__WORK ITEM__:
Counting only lines that contain "Serialize", how many are there in the records below? Give the figure alone.

__Dataset entries__:
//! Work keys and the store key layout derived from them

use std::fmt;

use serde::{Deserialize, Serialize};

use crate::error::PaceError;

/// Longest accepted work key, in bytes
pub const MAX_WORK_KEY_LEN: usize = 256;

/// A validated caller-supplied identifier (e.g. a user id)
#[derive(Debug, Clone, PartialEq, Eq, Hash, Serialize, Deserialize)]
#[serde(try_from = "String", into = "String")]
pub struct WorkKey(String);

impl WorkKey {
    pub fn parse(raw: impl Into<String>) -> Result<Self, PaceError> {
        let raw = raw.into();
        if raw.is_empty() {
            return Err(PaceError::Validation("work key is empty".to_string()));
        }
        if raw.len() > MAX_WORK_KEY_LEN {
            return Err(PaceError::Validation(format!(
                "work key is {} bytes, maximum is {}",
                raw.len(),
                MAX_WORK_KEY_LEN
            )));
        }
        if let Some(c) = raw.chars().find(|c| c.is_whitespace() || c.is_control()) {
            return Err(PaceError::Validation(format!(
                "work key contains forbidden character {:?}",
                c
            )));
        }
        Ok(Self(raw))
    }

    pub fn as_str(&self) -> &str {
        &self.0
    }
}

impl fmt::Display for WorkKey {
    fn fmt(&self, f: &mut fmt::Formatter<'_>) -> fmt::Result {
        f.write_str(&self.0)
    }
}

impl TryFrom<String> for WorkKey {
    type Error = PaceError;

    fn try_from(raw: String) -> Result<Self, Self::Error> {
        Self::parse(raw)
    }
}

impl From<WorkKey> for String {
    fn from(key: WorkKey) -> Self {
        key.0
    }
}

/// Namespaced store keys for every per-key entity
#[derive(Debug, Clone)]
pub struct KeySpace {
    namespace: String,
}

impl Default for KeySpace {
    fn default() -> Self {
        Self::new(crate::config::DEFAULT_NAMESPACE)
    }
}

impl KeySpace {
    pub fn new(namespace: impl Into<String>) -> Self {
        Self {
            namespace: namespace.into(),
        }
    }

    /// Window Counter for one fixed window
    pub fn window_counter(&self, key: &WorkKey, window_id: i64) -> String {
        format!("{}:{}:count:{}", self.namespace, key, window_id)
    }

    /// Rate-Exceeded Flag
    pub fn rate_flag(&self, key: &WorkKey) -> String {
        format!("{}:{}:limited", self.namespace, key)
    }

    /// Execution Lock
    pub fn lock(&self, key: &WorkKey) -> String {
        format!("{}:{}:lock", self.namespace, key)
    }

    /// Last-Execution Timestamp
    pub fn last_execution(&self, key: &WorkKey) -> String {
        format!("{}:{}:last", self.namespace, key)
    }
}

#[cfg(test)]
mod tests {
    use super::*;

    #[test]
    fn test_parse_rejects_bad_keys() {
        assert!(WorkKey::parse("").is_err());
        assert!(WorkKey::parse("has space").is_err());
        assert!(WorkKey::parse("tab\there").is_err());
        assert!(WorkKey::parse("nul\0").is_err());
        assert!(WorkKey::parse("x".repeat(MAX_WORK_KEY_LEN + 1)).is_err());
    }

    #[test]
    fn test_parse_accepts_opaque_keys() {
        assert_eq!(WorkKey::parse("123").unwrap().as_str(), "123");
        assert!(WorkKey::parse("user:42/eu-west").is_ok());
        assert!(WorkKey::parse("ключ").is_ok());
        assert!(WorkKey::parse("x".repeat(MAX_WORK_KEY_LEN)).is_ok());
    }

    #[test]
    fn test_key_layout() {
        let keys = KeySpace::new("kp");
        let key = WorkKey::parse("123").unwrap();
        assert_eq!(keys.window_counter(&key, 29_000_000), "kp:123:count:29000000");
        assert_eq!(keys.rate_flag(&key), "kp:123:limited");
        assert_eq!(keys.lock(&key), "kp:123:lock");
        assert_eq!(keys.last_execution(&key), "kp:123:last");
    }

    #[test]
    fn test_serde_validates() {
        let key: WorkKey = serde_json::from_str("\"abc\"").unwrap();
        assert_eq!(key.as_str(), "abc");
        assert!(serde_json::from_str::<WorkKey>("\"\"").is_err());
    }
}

* * *

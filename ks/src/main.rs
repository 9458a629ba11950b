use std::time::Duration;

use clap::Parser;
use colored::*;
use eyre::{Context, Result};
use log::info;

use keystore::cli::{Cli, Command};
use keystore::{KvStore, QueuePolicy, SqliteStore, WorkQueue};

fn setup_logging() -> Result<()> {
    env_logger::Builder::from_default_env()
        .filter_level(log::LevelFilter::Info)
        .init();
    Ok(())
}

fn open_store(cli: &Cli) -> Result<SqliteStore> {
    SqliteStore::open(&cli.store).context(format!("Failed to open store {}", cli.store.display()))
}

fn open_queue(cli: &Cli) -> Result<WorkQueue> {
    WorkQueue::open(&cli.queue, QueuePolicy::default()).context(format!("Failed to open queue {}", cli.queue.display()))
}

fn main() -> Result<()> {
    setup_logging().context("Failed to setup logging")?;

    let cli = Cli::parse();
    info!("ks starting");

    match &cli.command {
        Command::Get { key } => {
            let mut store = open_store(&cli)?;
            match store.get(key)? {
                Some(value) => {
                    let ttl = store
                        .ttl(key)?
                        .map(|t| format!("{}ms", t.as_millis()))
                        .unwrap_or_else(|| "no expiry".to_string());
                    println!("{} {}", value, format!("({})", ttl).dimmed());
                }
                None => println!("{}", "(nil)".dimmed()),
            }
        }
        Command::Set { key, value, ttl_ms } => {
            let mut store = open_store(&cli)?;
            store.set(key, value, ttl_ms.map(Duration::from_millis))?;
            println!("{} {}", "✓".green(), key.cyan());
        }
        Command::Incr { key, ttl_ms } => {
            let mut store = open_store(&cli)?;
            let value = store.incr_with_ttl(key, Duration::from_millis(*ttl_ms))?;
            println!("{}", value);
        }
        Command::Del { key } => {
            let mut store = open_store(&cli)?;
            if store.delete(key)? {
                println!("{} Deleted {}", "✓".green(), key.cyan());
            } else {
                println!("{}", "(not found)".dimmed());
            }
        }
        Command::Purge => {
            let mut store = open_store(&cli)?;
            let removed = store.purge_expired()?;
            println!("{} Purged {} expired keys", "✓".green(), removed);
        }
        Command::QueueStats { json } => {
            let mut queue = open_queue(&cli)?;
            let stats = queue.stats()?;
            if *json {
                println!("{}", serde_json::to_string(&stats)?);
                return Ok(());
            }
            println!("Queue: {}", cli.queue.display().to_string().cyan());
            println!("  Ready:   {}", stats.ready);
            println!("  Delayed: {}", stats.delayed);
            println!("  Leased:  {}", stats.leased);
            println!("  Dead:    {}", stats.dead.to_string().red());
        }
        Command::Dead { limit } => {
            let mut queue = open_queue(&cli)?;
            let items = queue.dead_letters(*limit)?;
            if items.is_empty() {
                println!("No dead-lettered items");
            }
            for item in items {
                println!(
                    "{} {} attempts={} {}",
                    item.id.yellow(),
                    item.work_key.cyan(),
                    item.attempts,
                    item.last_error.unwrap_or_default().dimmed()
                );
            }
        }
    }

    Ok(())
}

__SOLUTION TO THE EXERCISE__:
2